Monday, February 18th 2019

AMD Radeon VII Retested With Latest Drivers

Just two weeks ago, AMD released their Radeon VII flagship graphics card. It is based on the new Vega 20 GPU, which is the world's first graphics processor built using a 7 nanometer production process. Priced at $699, the new card offers performance levels 20% higher than Radeon RX Vega 64, which should bring it much closer to NVIDIA's GeForce RTX 2080. In our testing we still saw a 14% performance deficit compared to RTX 2080. For the launch-day reviews AMD provided media outlets with a press driver dated January 22, 2019, which we used for our review.

Since the first reviews went up, people in online communities have been speculating that these were early drivers and that new drivers will significantly boost the performance of Radeon VII, to make up lost ground over RTX 2080. There's also the mythical "fine wine" phenomenon where performance of Radeon GPUs significantly improve over time, incrementally. We've put these theories to the test by retesting Radeon VII using AMD's latest Adrenalin 2019 19.2.2 drivers, using our full suite of graphics card benchmarks.
In the chart below, we show the performance deltas compared to our original review, for each title three resolutions are tested: 1920x1080, 2560x1440, 3840x2160 (in that order).



Please do note that these results include performance gained by the washer mod and thermal paste change that we had to do when reassembling of the card.
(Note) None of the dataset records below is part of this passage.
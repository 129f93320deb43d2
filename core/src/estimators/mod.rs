//! Capabilities the engine consumes: moment estimation, noise location,
//! alternating-velocity unfolding and KDP filtering.
//!
//! Each capability is a trait so that a worker can be handed any
//! implementation. The reference implementations live in the submodules.

pub mod alt_vel;
pub mod kdp_filter;
pub mod noise_locator;
pub mod pulse_pair;

use ndarray::Array1;
use num_complex::Complex64;

use crate::prelude::{Channel, ChannelValues};
use crate::processing::PerGateFields;
use crate::ray_interface::{Calibration, RayContext};

pub use alt_vel::FoldIntervalUnfolder;
pub use kdp_filter::FirKdpFilter;
pub use noise_locator::InterestNoiseLocator;
pub use pulse_pair::PulsePairEstimator;

/// Single-channel covariances (SinglePolH, SinglePolV).
#[derive(Debug, Clone, Copy)]
pub struct SinglePolInputs {
    pub lag0: f64,
    pub lag1: Complex64,
    pub lag2: Complex64,
    pub lag3: Complex64,
}

/// Alternating H/V covariances. Cross-polar members are zero in co-only mode.
#[derive(Debug, Clone, Copy)]
pub struct AltHvInputs {
    pub lag0_hc: f64,
    pub lag0_hx: f64,
    pub lag0_vc: f64,
    pub lag0_vx: f64,
    pub lag0_vchx: Complex64,
    pub lag0_hcvx: Complex64,
    pub lag1_vxhx: Complex64,
    pub lag1_vchc: Complex64,
    pub lag1_hcvc: Complex64,
    pub lag2_hc: Complex64,
    pub lag2_vc: Complex64,
}

/// Simultaneous H/V covariances.
#[derive(Debug, Clone, Copy)]
pub struct SimHvInputs {
    pub lag0_hc: f64,
    pub lag0_vc: f64,
    pub rvvhh0: Complex64,
    pub lag1_hc: Complex64,
    pub lag1_vc: Complex64,
    pub lag2_hc: Complex64,
    pub lag2_vc: Complex64,
    pub lag3_hc: Complex64,
    pub lag3_vc: Complex64,
}

/// Single-transmit dual-receive covariances (H-only or V-only transmit).
#[derive(Debug, Clone, Copy)]
pub struct DpSingleTxInputs {
    pub lag0_co: f64,
    pub lag0_cross: f64,
    pub lag1: Complex64,
    pub lag2: Complex64,
    pub lag3: Complex64,
}

/// Per-gate moment estimation, one entry point per mode and per
/// noise-preparation variant.
///
/// `init_ray` runs once per ray before any gate; it resets any estimated
/// noise to the calibrated values.
pub trait MomentEstimator: Send {
    fn init_ray(&mut self, context: &RayContext, calibration: &Calibration);

    /// Use `noise_dbm` instead of the calibrated noise when subtracting noise.
    fn set_estimated_noise_dbm(&mut self, channel: Channel, noise_dbm: f64);

    fn single_pol_h(&self, gate: usize, inputs: &SinglePolInputs, fields: &mut PerGateFields);
    fn single_pol_v(&self, gate: usize, inputs: &SinglePolInputs, fields: &mut PerGateFields);
    fn alt_hv_co_only(&self, gate: usize, inputs: &AltHvInputs, fields: &mut PerGateFields);
    fn alt_hv_co_cross(&self, gate: usize, inputs: &AltHvInputs, fields: &mut PerGateFields);
    fn sim_hv(&self, gate: usize, inputs: &SimHvInputs, fields: &mut PerGateFields);
    fn h_only(&self, gate: usize, inputs: &DpSingleTxInputs, fields: &mut PerGateFields);
    fn v_only(&self, gate: usize, inputs: &DpSingleTxInputs, fields: &mut PerGateFields);

    fn single_pol_h_noise_prep(&self, inputs: &SinglePolInputs, fields: &mut PerGateFields);
    fn single_pol_v_noise_prep(&self, inputs: &SinglePolInputs, fields: &mut PerGateFields);
    fn alt_hv_noise_prep(&self, inputs: &AltHvInputs, fields: &mut PerGateFields);
    fn sim_hv_noise_prep(&self, inputs: &SimHvInputs, fields: &mut PerGateFields);
    fn h_only_noise_prep(&self, inputs: &DpSingleTxInputs, fields: &mut PerGateFields);
    fn v_only_noise_prep(&self, inputs: &DpSingleTxInputs, fields: &mut PerGateFields);
}

/// Result of noise location over one ray.
#[derive(Debug, Clone, Default)]
pub struct NoiseLocation {
    pub noise_flag: Vec<Option<bool>>,
    pub signal_flag: Vec<Option<bool>>,
    pub accum_phase_change: Vec<Option<f64>>,
    pub phase_change_error: Vec<Option<f64>>,
    pub dbm_sdev: Vec<Option<f64>>,
    pub ncp_mean: Vec<Option<f64>>,
    /// Median noise power per channel; `None` where it was not resolved.
    pub median_noise_dbm: ChannelValues<Option<f64>>,
    /// Median minus calibrated noise per channel.
    pub noise_bias_db: ChannelValues<Option<f64>>,
}

impl NoiseLocation {
    /// Clears every per-gate vector to `n_gates` missing entries.
    pub fn reset(&mut self, n_gates: usize) {
        for flags in [&mut self.noise_flag, &mut self.signal_flag] {
            flags.clear();
            flags.resize(n_gates, None);
        }
        for stats in [
            &mut self.accum_phase_change,
            &mut self.phase_change_error,
            &mut self.dbm_sdev,
            &mut self.ncp_mean,
        ] {
            stats.clear();
            stats.resize(n_gates, None);
        }
        self.median_noise_dbm = ChannelValues::splat(None);
        self.noise_bias_db = ChannelValues::splat(None);
    }
}

/// Classifies gates as noise or signal and estimates per-channel noise.
///
/// Implementations may keep state across rays (running medians); one
/// instance belongs to exactly one worker.
pub trait NoiseLocator: Send {
    fn set_ray_props(&mut self, context: &RayContext, calibration: &Calibration);

    /// Reads noise-prep members of `fields` for the given channels.
    fn locate(&mut self, channels: &[Channel], fields: &[PerGateFields]) -> &NoiseLocation;
}

/// Recovers the full velocity from the alternating-mode estimates.
pub trait AltVelUnfolder: Send {
    fn unfold(&self, nyquist_mps: f64, fields: &mut [PerGateFields]);
}

/// Flat per-gate inputs of the KDP filter. `NaN` marks a missing gate.
#[derive(Debug, Clone, Default)]
pub struct KdpInputs {
    pub snr: Array1<f64>,
    pub dbz: Array1<f64>,
    pub zdr: Array1<f64>,
    pub rhohv: Array1<f64>,
    pub phidp: Array1<f64>,
}

/// KDP filter output per gate. `NaN` marks a missing gate.
#[derive(Debug, Clone, Default)]
pub struct KdpOutput {
    pub kdp: Array1<f64>,
    pub phidp_cond: Array1<f64>,
    pub phidp_filt: Array1<f64>,
    pub phidp_sdev: Array1<f64>,
    pub phidp_jitter: Array1<f64>,
    pub zdr_sdev: Array1<f64>,
    pub psob: Array1<f64>,
    pub dbz_atten_correction: Array1<f64>,
    pub zdr_atten_correction: Array1<f64>,
}

pub trait KdpFilter: Send {
    fn compute(&mut self, context: &RayContext, inputs: &KdpInputs) -> &KdpOutput;
}

/// `NaN` to `None`.
pub(crate) fn finite(value: f64) -> Option<f64> {
    if value.is_finite() {
        Some(value)
    } else {
        None
    }
}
These changes reduced hotspot temperatures by around 10°C, allowing the card to boost a little bit higher. To verify what performance improvements were due to the new driver, and what was due to the thermal changes, we first retested the card using the original press driver (with washer mod and TIM). The result was +0.2% improved performance.

Using the latest 19.2.2 drivers added +0.45% on top of that, for a total improvement of +0.653%. Taking a closer look at the results we can see that two specific titles have seen significant gains due to the new driver version. Assassin's Creed Odyssey, and Battlefield V both achieve several-percent improvements, looks like AMD has worked some magic in those games, to unlock extra performance. The remaining titles see small, but statistically significant gains, suggesting that there are some "global" tweaks that AMD can implement to improve performance across the board, but unsurprisingly, these gains are smaller than title-specific optimizations.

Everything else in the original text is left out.